I am planning on tomorrow being an up day in my journey. I am also hoping that the ups and downs level out a bit in the very near future. I guess when it all comes down to it, that is what faith is for after all."

This was a blog entry of a friend (I think she writes beautifully) who is in fact going through some very hard times. Now I understand her point and on her blog they are really irrelevant to me and my blog. Yet she writes a nice introduction to a few points that have been a huge struggle for me personally and I think can be some of the big misconceptions with mental illness/disorders, and I'd like to address that.

Ups and downs are normal and I am certain most people struggle with that from time to time. But where is the line drawn?

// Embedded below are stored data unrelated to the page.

/*
 * Copyright (c) 2023.
 *
 * This software is free software;
 *
 * You can redistribute it or modify it under terms of the MIT, Apache License or Zlib license
 */

use std::path::{Path, PathBuf};

use clap::ArgMatches;
use log::{info, warn};
use lxpng_reader::{FileSeries, PngReader, PngReaderErrors, ReadConfidence};

use crate::cmd_parsers::global_options::CmdOptions;
use crate::file_io::write_raw;
use crate::probe_files::{probe_json, text_lines};

/// Parse `FIRST:LAST`
fn parse_slices(slices: &str) -> Result<(i32, i32), PngReaderErrors> {
    let invalid = || PngReaderErrors::Generic(format!("Invalid slice range {slices:?}, expected FIRST:LAST"));

    let (first, last) = slices.split_once(':').ok_or_else(invalid)?;
    let first = first.trim().parse::<i32>().map_err(|_| invalid())?;
    let last = last.trim().parse::<i32>().map_err(|_| invalid())?;

    Ok((first, last))
}

/// Build a reader for the inputs on the command line
pub fn create_reader(args: &ArgMatches, options: &CmdOptions) -> Result<PngReader, PngReaderErrors> {
    let mut reader = PngReader::new_with_options(options.reader_options());

    if let Some(prefix) = args.get_one::<String>("prefix") {
        let pattern = args.get_one::<String>("pattern").unwrap();
        let (first, last) = parse_slices(args.get_one::<String>("slices").unwrap())?;

        let series = FileSeries::new(prefix.as_str(), pattern.as_str(), first, last)
            .set_offset(*args.get_one::<i32>("slice-offset").unwrap())
            .set_spacing(*args.get_one::<i32>("slice-spacing").unwrap());

        reader.set_file_series(series);
        return Ok(reader);
    }
    let inputs: Vec<PathBuf> = args
        .get_many::<String>("in")
        .ok_or(PngReaderErrors::NoInput)?
        .map(PathBuf::from)
        .collect();

    for input in &inputs {
        if reader.can_read_file(input) != ReadConfidence::Definitely {
            warn!("{} does not look like a png file", input.display());
        }
    }
    if inputs.len() == 1 {
        reader.set_file_name(&inputs[0]);
    } else {
        reader.set_file_names(inputs);
    }
    Ok(reader)
}

pub fn run_from_cmd(args: &ArgMatches, options: &CmdOptions) -> Result<(), PngReaderErrors> {
    let mut reader = create_reader(args, options)?;

    if args.get_flag("probe") {
        println!("{}", probe_json(&mut reader)?);
    }

    let keys: Vec<String> = args
        .get_many::<String>("key")
        .map(|keys| keys.cloned().collect())
        .unwrap_or_default();

    if let Some(out) = args.get_one::<String>("out") {
        let image = reader.execute_data()?;
        let written = write_raw(&image, Path::new(out))?;
        info!("Wrote {written} bytes to {out}");
    } else {
        reader.execute_information()?;
    }

    if args.get_flag("text") || !keys.is_empty() {
        for line in text_lines(&reader, &keys) {
            println!("{line}");
        }
    }
    info!("{reader}");

    Ok(())
}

What is a "normal" human struggle and what is a physiological problem? And when is it merely a lack of faith and spirituality?

I (of course) have formed a few opinions on the matter. One point I'd really like to make is that things of religious and spiritual nature, in my experience and observation, can and will feed an imbalance. For me personally (and I've touched on it before) there are "spiritual highs."

I have often considered that my ups and manic like symptoms are simply the pendulum swing in an imbalanced state as a result of my fighting depression (or just an imbalance). If the chemicals are out of whack and I push myself to do things to make me happy or more spiritual or what ever then they will still be out of whack and I will respond to the stimuli in a different, maybe more extreme, way then if my chemistry was "better" balanced.

Does this make sense?

And which is better or worse to be down and out of balance, or to be up and out of balance? We tend to think it is better to be up, period, but I know plenty of people who know better. Out of balance is out of balance and when out of balance becomes to usual and to extreme, up or down, then there is very possibly a problem that no amount of fighting or faith will stabilize.

Unless, of course, it is God's will also. But this will continue to be a hard part of human nature to accept God's will that is not always the same as ours. I guess a point I am trying to make here is sometimes it takes faith to accept that I have a problem that I can't kick on my own. And it takes faith to tackle that problem appropriately.

I think it is important to kick things on our own, and try to solve our own problems but may I remind you that God did not put us here alone and for as much as it is an individual experience it is also a collective experience. And we are all still God's children and loved by Him no matter how His will for us may be different form our own (with our limited understanding).

Mental illness and disorders are a very hard thing to accept because, and I think my sister put it best when she said
"...in fact you're probably fragments of 'each', combined with YOU.

"...Mental health is a many headed monster with hundreds of faces.... People are not the disease, they HAVE it. There is so much people don't understand... because it's a mental health disorder and NOT a medical ailment, in the common sense of the word, and the damage done to the individual is nothing less than devastating and dangerous."

To my friend and you, or any one who ever relates to the ups and downs, I would say keep fighting, keep trying. I appreciate my friends faith, I hope that others will have that to.

But if, when life settles down, or even if it never does, if you don't adjust and you hit the point where it is taking too much time and energy to battle the ups and downs, if your efforts seem to escalate the ups to be followed by deeper downs, and/or if you ever ever start thinking of ways to help the world to "melt into nice warm nothingness," then please employ a few more forces in your army and get the help you need and deserve.